__Given data__:
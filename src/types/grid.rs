//! Calendar grid types: window, day buckets and layout geometry

use chrono::{Duration, NaiveDate};
use serde::{Deserialize, Serialize};
use std::collections::HashMap;

/// Milliseconds in a calendar day
pub const DAY_MS: i64 = 86_400_000;

/// Rows in the grid (Sunday-first weekdays)
pub const DAYS_PER_WEEK: usize = 7;

/// Upper bound on week columns; larger requests are clamped (about 190 years)
pub const MAX_WEEKS: i64 = 10_000;

const MONTH_NAMES: [&str; 12] = [
    "Jan", "Feb", "Mar", "Apr", "May", "Jun", "Jul", "Aug", "Sep", "Oct", "Nov", "Dec",
];

const WEEKDAY_NAMES: [&str; DAYS_PER_WEEK] = ["Sun", "Mon", "Tue", "Wed", "Thu", "Fri", "Sat"];

/// Raw event counts keyed by epoch milliseconds.
/// Keys need not be day-aligned; several keys may land on the same day.
pub type EventCounts = HashMap<i64, u64>;

/// Contiguous span of days shown, ending at the reference date
#[derive(Debug, Clone, Copy, PartialEq, Eq, Serialize)]
pub struct Window {
    /// Local midnight of the day after the reference date (epoch ms)
    pub end_exclusive: i64,
    /// Number of day buckets, leading partial week included
    pub bucket_count: usize,
    /// Days in the first (possibly partial) week, 1..=7
    pub leading_days: usize,
    /// Calendar date the window is anchored to
    pub reference_date: NaiveDate,
}

impl Window {
    /// Start of the first bucket (epoch ms)
    pub fn first_day_start(&self) -> i64 {
        self.end_exclusive - self.bucket_count as i64 * DAY_MS
    }

    /// Calendar date of the first bucket
    pub fn first_date(&self) -> NaiveDate {
        self.reference_date
            .checked_sub_signed(Duration::days(self.bucket_count as i64 - 1))
            .unwrap_or(NaiveDate::MIN)
    }

    /// Number of grid columns
    pub fn weeks(&self) -> usize {
        self.bucket_count.div_ceil(DAYS_PER_WEEK)
    }

    /// Whether a timestamp falls inside `[first_day_start, end_exclusive)`
    pub fn contains(&self, timestamp_ms: i64) -> bool {
        timestamp_ms >= self.first_day_start() && timestamp_ms < self.end_exclusive
    }
}

/// One calendar day's aggregated count plus its grid coordinates
#[derive(Debug, Clone, Copy, PartialEq, Eq, Serialize, Deserialize)]
pub struct Bucket {
    pub year: i32,
    /// 1..=12
    pub month: u32,
    /// 1..=31
    pub day_of_month: u32,
    /// 0 = Sunday
    pub weekday: u32,
    /// 0-based column within the window
    pub week: usize,
    pub count: u64,
}

impl Bucket {
    pub fn date(&self) -> Option<NaiveDate> {
        NaiveDate::from_ymd_opt(self.year, self.month, self.day_of_month)
    }
}

/// Top-left pixel offset of one bucket, relative to the grid origin
#[derive(Debug, Clone, Copy, PartialEq, Eq, Serialize)]
pub struct CellPosition {
    pub index: usize,
    pub x: u32,
    pub y: u32,
}

/// Month label anchored above a grid column
#[derive(Debug, Clone, Copy, PartialEq, Eq, Serialize)]
pub struct MonthLabel {
    /// 1..=12
    pub month: u32,
    /// Column the label starts at
    pub week: usize,
    pub x: u32,
    pub y: i64,
}

impl MonthLabel {
    pub fn name(&self) -> &'static str {
        month_name(self.month)
    }
}

/// Weekday label on the left axis, right-aligned at `x`
#[derive(Debug, Clone, Copy, PartialEq, Eq, Serialize)]
pub struct WeekdayLabel {
    /// 0 = Sunday
    pub weekday: u32,
    pub x: i64,
    pub y: u32,
}

impl WeekdayLabel {
    pub fn name(&self) -> &'static str {
        WEEKDAY_NAMES[self.weekday as usize % DAYS_PER_WEEK]
    }
}

/// Tooltip box for the hovered bucket, in composed-canvas coordinates
#[derive(Debug, Clone, Copy, PartialEq, Serialize)]
pub struct Tooltip {
    pub index: usize,
    pub x: u32,
    pub y: f64,
    /// Moved above the cell because it would overflow the canvas bottom
    pub flipped: bool,
    pub bucket: Bucket,
}

impl Tooltip {
    /// e.g. "3 events"
    pub fn headline(&self, unit: &str) -> String {
        format!("{} {}", self.bucket.count, unit)
    }

    /// e.g. "2024-6-12"
    pub fn date_label(&self) -> String {
        format!(
            "{}-{}-{}",
            self.bucket.year, self.bucket.month, self.bucket.day_of_month
        )
    }
}

/// HSL fill for a bucket
#[derive(Debug, Clone, Copy, PartialEq, Serialize)]
pub struct Shade {
    pub hue: f64,
    /// Percent
    pub saturation: f64,
    /// Percent
    pub lightness: f64,
}

impl Shade {
    /// CSS `hsl()` notation
    pub fn css(&self) -> String {
        format!(
            "hsl({}, {}%, {}%)",
            self.hue, self.saturation, self.lightness
        )
    }
}

/// Derived layout for one render pass
#[derive(Debug, Clone, PartialEq, Serialize)]
pub struct Geometry {
    pub cell_size: u32,
    pub cell_margin: u32,
    pub canvas_width: u32,
    pub canvas_height: u32,
    pub axis_margin: u32,
    pub cells: Vec<CellPosition>,
    pub month_labels: Vec<MonthLabel>,
    pub weekday_labels: Vec<WeekdayLabel>,
    pub tooltip: Option<Tooltip>,
}

impl Geometry {
    /// Distance between the top-left corners of neighbouring cells
    pub fn pitch(&self) -> u32 {
        self.cell_size.saturating_add(self.cell_margin)
    }

    /// Full drawing surface including the label axes
    pub fn frame_size(&self) -> (u32, u32) {
        (
            self.canvas_width.saturating_add(self.axis_margin),
            self.canvas_height.saturating_add(self.axis_margin),
        )
    }
}

/// Three-letter month name for 1..=12
pub fn month_name(month: u32) -> &'static str {
    MONTH_NAMES[(month.clamp(1, 12) - 1) as usize]
}
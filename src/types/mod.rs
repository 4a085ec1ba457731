//! Type definitions for gridcal

mod error;
mod grid;

pub use error::*;
pub use grid::*;
use thiserror::Error;

/// gridcal error types
#[derive(Error, Debug)]
pub enum GridcalError {
    /// Failed to parse an event file or a CLI value
    #[error("parse error: {0}")]
    Parse(String),

    /// File I/O error
    #[error("io error: {0}")]
    Io(#[from] std::io::Error),

    /// Configuration error
    #[error("config error: {0}")]
    Config(String),
}

impl From<serde_json::Error> for GridcalError {
    fn from(err: serde_json::Error) -> Self {
        Self::Parse(err.to_string())
    }
}

/// Result type alias for gridcal
pub type Result<T> = std::result::Result<T, GridcalError>;

#[cfg(test)]
mod tests {
    use super::*;

    #[test]
    fn test_error_display() {
        let err = GridcalError::Parse("invalid json".into());
        assert_eq!(err.to_string(), "parse error: invalid json");
    }

    #[test]
    fn test_io_error_conversion() {
        let io_err = std::io::Error::new(std::io::ErrorKind::NotFound, "file not found");
        let err: GridcalError = io_err.into();
        assert!(err.to_string().contains("io error"));
    }

    #[test]
    fn test_json_error_conversion() {
        let json_err = serde_json::from_str::<u64>("nope").unwrap_err();
        let err: GridcalError = json_err.into();
        assert!(matches!(err, GridcalError::Parse(_)));
    }
}
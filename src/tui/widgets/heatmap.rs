//! Week-column heatmap widget

use ratatui::{
    buffer::Buffer,
    layout::Rect,
    style::{Modifier, Style},
    widgets::Widget,
};

use crate::services::{CalendarView, LayoutEngine};
use crate::tui::theme::Theme;
use crate::types::DAYS_PER_WEEK;

/// "Wed " prefix
pub const LABEL_WIDTH: u16 = 4;
/// 2 chars content + 1 gap
pub const CELL_WIDTH: u16 = 3;
/// Month row plus one row per weekday
pub const HEATMAP_HEIGHT: u16 = 1 + DAYS_PER_WEEK as u16;

/// Heatmap widget for ratatui
pub struct Heatmap<'a> {
    view: &'a CalendarView,
    engine: &'a LayoutEngine,
    hovered: Option<usize>,
    theme: Theme,
}

impl<'a> Heatmap<'a> {
    pub fn new(view: &'a CalendarView, engine: &'a LayoutEngine, theme: Theme) -> Self {
        Self {
            view,
            engine,
            hovered: None,
            theme,
        }
    }

    pub fn with_hovered(mut self, hovered: Option<usize>) -> Self {
        self.hovered = hovered;
        self
    }

    /// Columns that fit in `width`, newest weeks kept
    pub fn visible_weeks(width: u16, total_weeks: usize) -> usize {
        let available = width.saturating_sub(LABEL_WIDTH) / CELL_WIDTH;
        (available as usize).min(total_weeks)
    }

    /// Screen position of the grid's first visible column, centered in `area`
    fn grid_left(area: Rect, visible: usize) -> u16 {
        let used = LABEL_WIDTH + visible as u16 * CELL_WIDTH;
        area.x + area.width.saturating_sub(used) / 2 + LABEL_WIDTH
    }

    /// Terminal cell of a bucket's top-left corner, if its column is visible
    pub fn cell_origin(area: Rect, view: &CalendarView, index: usize) -> Option<(u16, u16)> {
        let bucket = view.buckets.get(index)?;
        let total = view.window.weeks();
        let visible = Self::visible_weeks(area.width, total);
        let first_week = total - visible;
        if bucket.week < first_week {
            return None;
        }
        let x = Self::grid_left(area, visible) + (bucket.week - first_week) as u16 * CELL_WIDTH;
        let y = area.y + 1 + bucket.weekday as u16;
        Some((x, y))
    }

    /// Bucket under the terminal position `(column, row)`
    pub fn cell_at(area: Rect, view: &CalendarView, column: u16, row: u16) -> Option<usize> {
        let total = view.window.weeks();
        let visible = Self::visible_weeks(area.width, total);
        let left = Self::grid_left(area, visible);
        let top = area.y + 1;

        if column < left || row < top || row >= top + DAYS_PER_WEEK as u16 {
            return None;
        }
        let offset = column - left;
        // gap column between cells belongs to no bucket
        if offset % CELL_WIDTH == CELL_WIDTH - 1 {
            return None;
        }
        let week = (total - visible) + (offset / CELL_WIDTH) as usize;
        let weekday = (row - top) as u32;

        view.buckets
            .iter()
            .position(|b| b.week == week && b.weekday == weekday)
    }
}

impl Widget for Heatmap<'_> {
    fn render(self, area: Rect, buf: &mut Buffer) {
        let total = self.view.window.weeks();
        let visible = Self::visible_weeks(area.width, total);
        let first_week = total - visible;
        let left = Self::grid_left(area, visible);
        let right = area.x + area.width;
        let bottom = area.y + area.height;
        let label_style = Style::default().fg(self.theme.muted());

        // Month labels on the first row
        for label in &self.view.geometry.month_labels {
            if label.week < first_week {
                continue;
            }
            let x = left + (label.week - first_week) as u16 * CELL_WIDTH;
            if x + 3 > right {
                continue;
            }
            buf.set_string(x, area.y, label.name(), label_style);
        }

        // Weekday labels
        for label in &self.view.geometry.weekday_labels {
            let y = area.y + 1 + label.weekday as u16;
            if y >= bottom {
                break;
            }
            buf.set_string(left - LABEL_WIDTH, y, label.name(), label_style);
        }

        for (index, bucket) in self.view.buckets.iter().enumerate() {
            if bucket.week < first_week {
                continue;
            }
            let x = left + (bucket.week - first_week) as u16 * CELL_WIDTH;
            let y = area.y + 1 + bucket.weekday as u16;
            if x + 2 > right || y >= bottom {
                continue;
            }

            let shade = self.engine.shade(bucket.count, self.view.max_count);
            let color = self.theme.shade_color(shade);
            if self.hovered == Some(index) {
                let style = Style::default()
                    .fg(self.theme.accent())
                    .bg(color)
                    .add_modifier(Modifier::BOLD);
                buf.set_string(x, y, "[]", style);
            } else {
                buf.set_string(x, y, "██", Style::default().fg(color));
            }
        }
    }
}
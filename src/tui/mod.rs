//! Terminal heatmap viewer

pub mod app;
pub mod theme;
pub mod widgets;

pub use app::run;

__Requirement__: Copy each line above where "widgets" appears.

__Written solution__:
filename src/tui/widgets/heatmap.rs
    widgets::Widget,
pub mod widgets;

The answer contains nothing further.